# Electric tractor...?



## CroDriver (Apr 20, 2010)

Hi guys.

I'm in the electric car business and have basically nothing to do with tractors. A friend of mine sells them so I talked with him about the possibility of an electric tractor. 

The technology today improved so a reasonable setup can easily be made. Since tractors are not very limited by weight I can put in a lot of Lithium batteries and I don't have to pay for the best one since a few hundreds lbs more or less are not so important like in a sports car.

My preliminary calculations gave me this figures:

A 5,500 lbs battery pack could give us 230 kWh stored energy. Such a battery pack could give us 230 kW of power for one hour, or 115 kW for two hours, or 57 kW for four hours etc. 

One small motor would drive one wheel. Power and torque wouldn't ever be an issue. Peak powers could go up to 1000 hp easily but that would shorten the operating range. 

I have seen how big those tractors are so space won't ever be a problem. The charge time would be around 5 hours. The price of the drive train for a small scale production would be $100.000, a lot less if scaled up.

The performance data could be improved a lot but that would skyrocket the price.

The operating price would be very low. 

What do you guys think, is there a market for something like this?


----------



## SHARTEL (Feb 11, 2009)

Welcome to TRACTORFORUM CroDriver!

I'm not sure how it works in Croatia with farming, but here in the U.S., it will take allot of impressive performance and reliability factors to compete with the common diesel engines available in north America.
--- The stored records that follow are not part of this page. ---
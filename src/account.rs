//! Snapshot of one derivation-path account. Queries over `info` return
//! degraded defaults until discovery attaches the on-chain snapshot; after
//! that, `info` is the sole source of truth and is never mutated again.

use serde::Serialize;
use serde_json::Value;

use crate::backend::{AccountInfo, Utxo};
use crate::coins::CoinInfo;
use crate::paths::{account_index, serialize_path};

/// Sentinel returned for address queries before `info` is populated.
pub const UNKNOWN_ADDRESS: &str = "unknown";

#[derive(Debug, Clone)]
pub struct Account {
    /// Non-hardened index component of `path`, fixed at construction.
    pub id: u32,
    pub path: Vec<u32>,
    pub xpub: String,
    pub coin: &'static CoinInfo,
    info: Option<AccountInfo>,
    /// Provisional transaction count shown while `info` is still loading.
    pub loading_transaction_count: usize,
}

/// Caller-facing projection of an account, sent to the UI account selector.
#[derive(Debug, Clone, Serialize)]
pub struct AccountSummary {
    pub id: u32,
    pub path: Vec<u32>,
    pub serialized_path: String,
    pub coin: &'static str,
    pub xpub: String,
    pub label: String,
    /// `-1` when the balance is not known yet.
    pub balance: i64,
    pub transactions: usize,
}

impl Account {
    pub fn new(path: Vec<u32>, xpub: String, coin: &'static CoinInfo) -> Self {
        Account {
            id: account_index(&path),
            path,
            xpub,
            coin,
            info: None,
            loading_transaction_count: 0,
        }
    }

    /// The single mutation of an account's lifecycle, applied by discovery.
    pub fn attach_info(&mut self, info: AccountInfo) {
        self.info = Some(info);
    }

    pub fn info(&self) -> Option<&AccountInfo> {
        self.info.as_ref()
    }

    pub fn is_used(&self) -> bool {
        self.info
            .as_ref()
            .map(|i| i.transaction_count > 0)
            .unwrap_or(false)
    }

    pub fn next_address(&self) -> &str {
        self.info
            .as_ref()
            .and_then(|i| i.unused_addresses.first())
            .map(String::as_str)
            .unwrap_or(UNKNOWN_ADDRESS)
    }

    /// Ordinal index of the next unused address, `-1` when unknown.
    pub fn next_address_index(&self) -> i64 {
        self.info
            .as_ref()
            .map(|i| i.used_addresses.len() as i64)
            .unwrap_or(-1)
    }

    pub fn used_addresses(&self) -> &[String] {
        self.info.as_ref().map(|i| i.used_addresses.as_slice()).unwrap_or(&[])
    }

    pub fn unused_addresses(&self) -> &[String] {
        self.info.as_ref().map(|i| i.unused_addresses.as_slice()).unwrap_or(&[])
    }

    pub fn change_index(&self) -> usize {
        self.info.as_ref().map(|i| i.change_index).unwrap_or(0)
    }

    pub fn next_change_address(&self) -> &str {
        self.info
            .as_ref()
            .and_then(|i| i.change_addresses.get(i.change_index))
            .map(String::as_str)
            .unwrap_or(UNKNOWN_ADDRESS)
    }

    pub fn balance(&self) -> u64 {
        self.info.as_ref().map(|i| i.balance).unwrap_or(0)
    }

    /// No separate unconfirmed tracking at this layer.
    pub fn confirmed_balance(&self) -> u64 {
        self.balance()
    }

    pub fn utxos(&self) -> &[Utxo] {
        self.info.as_ref().map(|i| i.utxos.as_slice()).unwrap_or(&[])
    }

    pub fn transaction_count(&self) -> usize {
        self.info
            .as_ref()
            .map(|i| i.transaction_count)
            .unwrap_or(self.loading_transaction_count)
    }

    /// Derivation path of an external address, found by a linear scan over
    /// used then unused addresses. Falls back to the account's own path when
    /// the address is unknown or `info` is absent.
    pub fn address_path(&self, address: &str) -> Vec<u32> {
        let Some(info) = self.info.as_ref() else {
            return self.path.clone();
        };
        let position = info
            .used_addresses
            .iter()
            .chain(info.unused_addresses.iter())
            .position(|a| a == address);
        match position {
            Some(index) => {
                let mut path = self.path.clone();
                path.push(0);
                path.push(index as u32);
                path
            }
            None => self.path.clone(),
        }
    }

    pub fn summary(&self) -> AccountSummary {
        AccountSummary {
            id: self.id,
            path: self.path.clone(),
            serialized_path: serialize_path(&self.path),
            coin: self.coin.shortcut,
            xpub: self.xpub.clone(),
            label: format!("Account #{}", self.id + 1),
            balance: self.info.as_ref().map(|i| i.balance as i64).unwrap_or(-1),
            transactions: self.transaction_count(),
        }
    }

    /// Full caller-facing response payload for account-info operations.
    pub fn to_response(&self) -> Value {
        let next_address = self.next_address().to_string();
        let address_path = self.address_path(&next_address);
        serde_json::json!({
            "id": self.id,
            "path": self.path,
            "serializedPath": serialize_path(&self.path),
            "address": next_address,
            "addressIndex": self.next_address_index(),
            "addressPath": address_path,
            "addressSerializedPath": serialize_path(&address_path),
            "xpub": self.xpub,
            "balance": self.balance(),
            "confirmed": self.confirmed_balance(),
            "transactions": self.transaction_count(),
            "utxo": self.utxos(),
            "usedAddresses": self.used_addresses(),
            "unusedAddresses": self.unused_addresses(),
        })
    }
}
Attitudes *are *changing concerning "Going Green". And, in my opinion, you're at the threshold of the market for smaller tractors like Garden tractors, SCUT (sub-compact utility tractor) and CUT's (compact utility tractors).

There are four (4) basic needs that drive sales for the land owner. Cost, reliability, durability and ease of maintenance. If you can design and build a small affordable machine that incorporates all of the above, and do it price competitive to other well known brands, you will succeed in the market. 

The biggest concern (again, IMO) is the limited operating times of electrically powered equipment. Should you ever design a tractor with features like the 3PH, FEL and Box Blade that will perform for extended periods (typically 8 hours) then you will have interested parties beating at your front door!

Shartel


----------



## Live Oak (Dec 22, 2003)

I think a tractor like you are thinking of is in our future. With a large enough photo-voltaic array on the operator canopy, fenders, etc. to charge the batteries to a limited extent during use would even further lengthen the operating range and time. 

Less to maintain, less grease, oil, and diesel fuel. Not to mention noise. 

I think a small (40 hp. size or less) proof of concept tractor would be the way to start off and get the bugs out. Then move up to larger sizes. 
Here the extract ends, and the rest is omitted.